Tokenized ETF merupakan representasi kepemilikan aset yang diterbitkan di jaringan blockchain. Nilai aset digital ini mengikuti pergerakan instrumen dasar, seperti indeks S&P 500 atau Nasdaq-100.
Mekanisme ini memudahkan investor mendapatkan eksposur pasar global tanpa perlu membuka rekening di broker luar negeri. Akses investasi pun kini terbuka bagi investor ritel dengan modal relatif kecil.
Tren pasar tokenized ETF menunjukkan pertumbuhan signifikan dengan kapitalisasi menembus US$150 juta pada Juni 2026. Angka tersebut melonjak hampir 400 persen dibandingkan catatan September 2025.
Pengembangan instrumen ini menggunakan dua pendekatan utama. Model synthetic memanfaatkan derivatif untuk mengikuti harga, sementara model regulated atau native mewakili klaim atas aset yang disimpan kustodian.

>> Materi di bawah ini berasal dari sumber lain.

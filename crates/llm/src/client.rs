//! LLM client abstraction and request/response types.
//!
//! The answer synthesizer treats generation as a black box: it hands a prompt
//! to an [`LlmClient`] and receives text back.

use agentrag_core::AppResult;
use serde::{Deserialize, Serialize};

/// LLM completion request.
#[derive(Debug, Clone, Serialize, Deserialize)]
pub struct LlmRequest {
    /// The prompt text to send to the LLM
    pub prompt: String,

    /// Model identifier (e.g., "llama3.2", "gemini-1.5-flash")
    pub model: String,

    /// Maximum tokens to generate
    #[serde(skip_serializing_if = "Option::is_none")]
    pub max_tokens: Option<u32>,

    /// Temperature for sampling (0.0 - 2.0)
    #[serde(skip_serializing_if = "Option::is_none")]
    pub temperature: Option<f32>,

    /// System prompt (optional)
    #[serde(skip_serializing_if = "Option::is_none")]
    pub system: Option<String>,
}

impl LlmRequest {
    /// Create a new LLM request with required fields.
    pub fn new(prompt: impl Into<String>, model: impl Into<String>) -> Self {
        Self {
            prompt: prompt.into(),
            model: model.into(),
            max_tokens: None,
            temperature: None,
            system: None,
        }
    }

    /// Set the maximum tokens to generate.
    pub fn with_max_tokens(mut self, max_tokens: u32) -> Self {
        self.max_tokens = Some(max_tokens);
        self
    }

    /// Set the temperature for sampling.
    pub fn with_temperature(mut self, temperature: f32) -> Self {
        self.temperature = Some(temperature);
        self
    }

    /// Set the system prompt.
    pub fn with_system(mut self, system: impl Into<String>) -> Self {
        self.system = Some(system.into());
        self
    }
}

/// LLM completion response.
#[derive(Debug, Clone, Serialize, Deserialize)]
pub struct LlmResponse {
    /// The generated text
    pub content: String,

    /// Model that generated the response
    pub model: String,

    /// Usage statistics
    #[serde(default)]
    pub usage: LlmUsage,
}

/// Token usage statistics.
#[derive(Debug, Clone, Serialize, Deserialize, Default, PartialEq, Eq)]
pub struct LlmUsage {
    /// Tokens in the prompt
    #[serde(default)]
    pub prompt_tokens: u32,

    /// Tokens in the completion
    #[serde(default)]
    pub completion_tokens: u32,

    /// Total tokens used
    #[serde(default)]
    pub total_tokens: u32,
}

impl LlmUsage {
    /// Create usage stats from prompt and completion token counts.
    pub fn new(prompt_tokens: u32, completion_tokens: u32) -> Self {
        Self {
            prompt_tokens,
            completion_tokens,
            total_tokens: prompt_tokens + completion_tokens,
        }
    }
}

/// Trait for text generation providers.
///
/// Implementations wrap one provider (Ollama, Gemini, a test double) behind a
/// single non-streaming completion call.
#[async_trait::async_trait]
pub trait LlmClient: Send + Sync {
    /// Get the provider name (e.g., "ollama", "gemini").
    fn provider_name(&self) -> &str;

    /// Perform a non-streaming completion.
    ///
    /// # Errors
    /// Returns `AppError::Llm` on transport, status or decoding failures.
    async fn complete(&self, request: &LlmRequest) -> AppResult<LlmResponse>;
}

#[cfg(test)]
mod tests {
    use super::*;

    #[test]
    fn test_request_builder() {
        let request = LlmRequest::new("Question?", "llama3.2")
            .with_system("Cite sources")
            .with_temperature(0.3)
            .with_max_tokens(1000);

        assert_eq!(request.prompt, "Question?");
        assert_eq!(request.system.as_deref(), Some("Cite sources"));
        assert_eq!(request.temperature, Some(0.3));
        assert_eq!(request.max_tokens, Some(1000));
    }

    #[test]
    fn test_usage_totals() {
        let usage = LlmUsage::new(120, 30);
        assert_eq!(usage.total_tokens, 150);
    }

    #[test]
    fn test_request_skips_unset_options() {
        let json = serde_json::to_value(LlmRequest::new("hi", "m")).unwrap();
        assert!(json.get("temperature").is_none());
        assert!(json.get("system").is_none());
    }
}
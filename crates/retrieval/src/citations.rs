//! Citation extraction and validation.

use crate::types::{AnswerResult, Citation, ContextBundle, SourceUsage};
use regex::Regex;
use std::collections::BTreeSet;
use std::sync::LazyLock;

/// Bracketed numeric citation marker, e.g. `[3]`.
static MARKER_RE: LazyLock<Option<Regex>> = LazyLock::new(|| Regex::new(r"\[(\d+)\]").ok());

/// Distinct citation indices referenced in `text`, ascending.
pub fn extract_markers(text: &str) -> BTreeSet<usize> {
    let Some(re) = MARKER_RE.as_ref() else {
        return BTreeSet::new();
    };

    re.captures_iter(text)
        .filter_map(|caps| caps.get(1))
        .filter_map(|m| m.as_str().parse::<usize>().ok())
        .collect()
}

/// Markers in `text` that point at no entry of `bundle`.
pub fn orphaned_markers(text: &str, bundle: &ContextBundle) -> Vec<usize> {
    extract_markers(text)
        .into_iter()
        .filter(|index| bundle.get(*index).is_none())
        .collect()
}

/// Turn raw generator output into an [`AnswerResult`].
///
/// Only bundle entries the text actually cites become citations, ordered by
/// index, and usage counts are taken from those citations. Markers with no
/// matching entry stay in the text untouched and are logged. The text itself is
/// never rewritten, so validating the same text against the same bundle again
/// yields the same result.
pub fn validate(raw_answer: &str, bundle: &ContextBundle, snippet_chars: usize) -> AnswerResult {
    let mut citations = Vec::new();
    let mut usage = SourceUsage::default();

    for index in extract_markers(raw_answer) {
        match bundle.get(index) {
            Some(entry) => {
                let kind = entry.chunk.kind();
                usage.increment(kind);
                citations.push(Citation {
                    index,
                    source_kind: kind,
                    locator: entry.chunk.locator.clone(),
                    name: entry.chunk.name.clone(),
                    snippet: snippet(&entry.chunk.text, snippet_chars),
                    relevance: entry.score,
                });
            }
            None => {
                tracing::warn!(
                    marker = index,
                    bundle_len = bundle.len(),
                    "Malformed citation: answer cites a source that was not provided"
                );
            }
        }
    }

    tracing::debug!(
        cited = citations.len(),
        provided = bundle.len(),
        "Validated citations"
    );

    AnswerResult {
        response: raw_answer.to_string(),
        citations,
        sources_used: usage,
        transcription: None,
        diagnostics: None,
    }
}

/// Shorten evidence text for display, cutting at a word boundary.
fn snippet(text: &str, max_chars: usize) -> Option<String> {
    let text = text.trim();
    if text.is_empty() || max_chars == 0 {
        return None;
    }

    if text.chars().count() <= max_chars {
        return Some(text.to_string());
    }

    let truncated: String = text.chars().take(max_chars).collect();
    let cut = match truncated.rfind(char::is_whitespace) {
        Some(last_space) if last_space > 0 => &truncated[..last_space],
        _ => truncated.as_str(),
    };

    Some(format!("{}...", cut.trim_end()))
}

#[cfg(test)]
mod tests {
    use super::*;
    use crate::types::{Chunk, SourceKind};

    fn bundle() -> ContextBundle {
        let mut bundle = ContextBundle::new();
        bundle.admit(Chunk::local("Section 3 describes a mixed-methods study.", 3, None), 0.8);
        bundle.admit(Chunk::web("BTC", "Bitcoin trades at 60k", "https://example.com/btc"), 0.6);
        bundle.admit(Chunk::cloud("notes.txt", "Meeting notes", "https://drive/notes"), 0.3);
        bundle
    }

    #[test]
    fn test_extract_markers() {
        let markers = extract_markers("See [2] and [1], again [2]. Not [x] or [ 3 ].");
        assert_eq!(markers.into_iter().collect::<Vec<_>>(), vec![1, 2]);
    }

    #[test]
    fn test_only_cited_entries_are_kept() {
        let result = validate("Bitcoin is at 60k [2].", &bundle(), 200);

        assert_eq!(result.citations.len(), 1);
        assert_eq!(result.citations[0].index, 2);
        assert_eq!(result.citations[0].source_kind, SourceKind::Web);
        assert_eq!(result.citations[0].name.as_deref(), Some("BTC"));
        assert_eq!(result.sources_used, SourceUsage { local: 0, cloud: 0, web: 1 });
    }

    #[test]
    fn test_citations_ordered_by_index() {
        let result = validate("Notes [3], study [1], price [2] [1].", &bundle(), 200);
        let indices: Vec<usize> = result.citations.iter().map(|c| c.index).collect();
        assert_eq!(indices, vec![1, 2, 3]);
        assert_eq!(result.sources_used.total(), result.citations.len());
    }

    #[test]
    fn test_unknown_markers_stay_in_text() {
        let text = "Claim [1] and invented [7] and [0].";
        let result = validate(text, &bundle(), 200);

        assert_eq!(result.response, text);
        assert_eq!(result.citations.len(), 1);
        assert_eq!(orphaned_markers(text, &bundle()), vec![0, 7]);
    }

    #[test]
    fn test_empty_bundle_never_fails() {
        let result = validate("Nothing found [1].", &ContextBundle::new(), 200);
        assert!(result.citations.is_empty());
        assert_eq!(result.sources_used, SourceUsage::default());
    }

    #[test]
    fn test_revalidation_is_idempotent() {
        let bundle = bundle();
        let first = validate("Study [1], notes [3], ghost [9].", &bundle, 200);
        let second = validate(&first.response, &bundle, 200);
        assert_eq!(first, second);
    }

    #[test]
    fn test_usage_matches_citations_per_kind() {
        let result = validate("[1] [2] [3]", &bundle(), 200);
        for kind in SourceKind::ALL {
            let cited = result.citations.iter().filter(|c| c.source_kind == kind).count();
            assert_eq!(result.sources_used.get(kind), cited);
        }
    }

    #[test]
    fn test_snippet_truncation() {
        assert_eq!(snippet("short text", 100).as_deref(), Some("short text"));
        assert_eq!(snippet("   ", 100), None);

        let long = "This is a very long text that needs to be truncated at some point";
        let cut = snippet(long, 30).unwrap();
        assert_eq!(cut, "This is a very long text that...");

        // multi-byte characters are never split
        let cut = snippet("héllo wörld ünïcode", 9).unwrap();
        assert_eq!(cut, "héllo...");
    }
}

Teknologi ini turut menawarkan efisiensi melalui sistem atomic settlement. Jika perdagangan konvensional membutuhkan waktu dua hari (T+2), penyelesaian transaksi di blockchain berlangsung secara seketika.
Sistem atomic settlement juga mampu menekan risiko gagal bayar antarpihak. Inovasi ini membuka peluang kepemilikan fraksional, sehingga investor dapat memiliki sebagian kecil aset sesuai kemampuan modal mereka.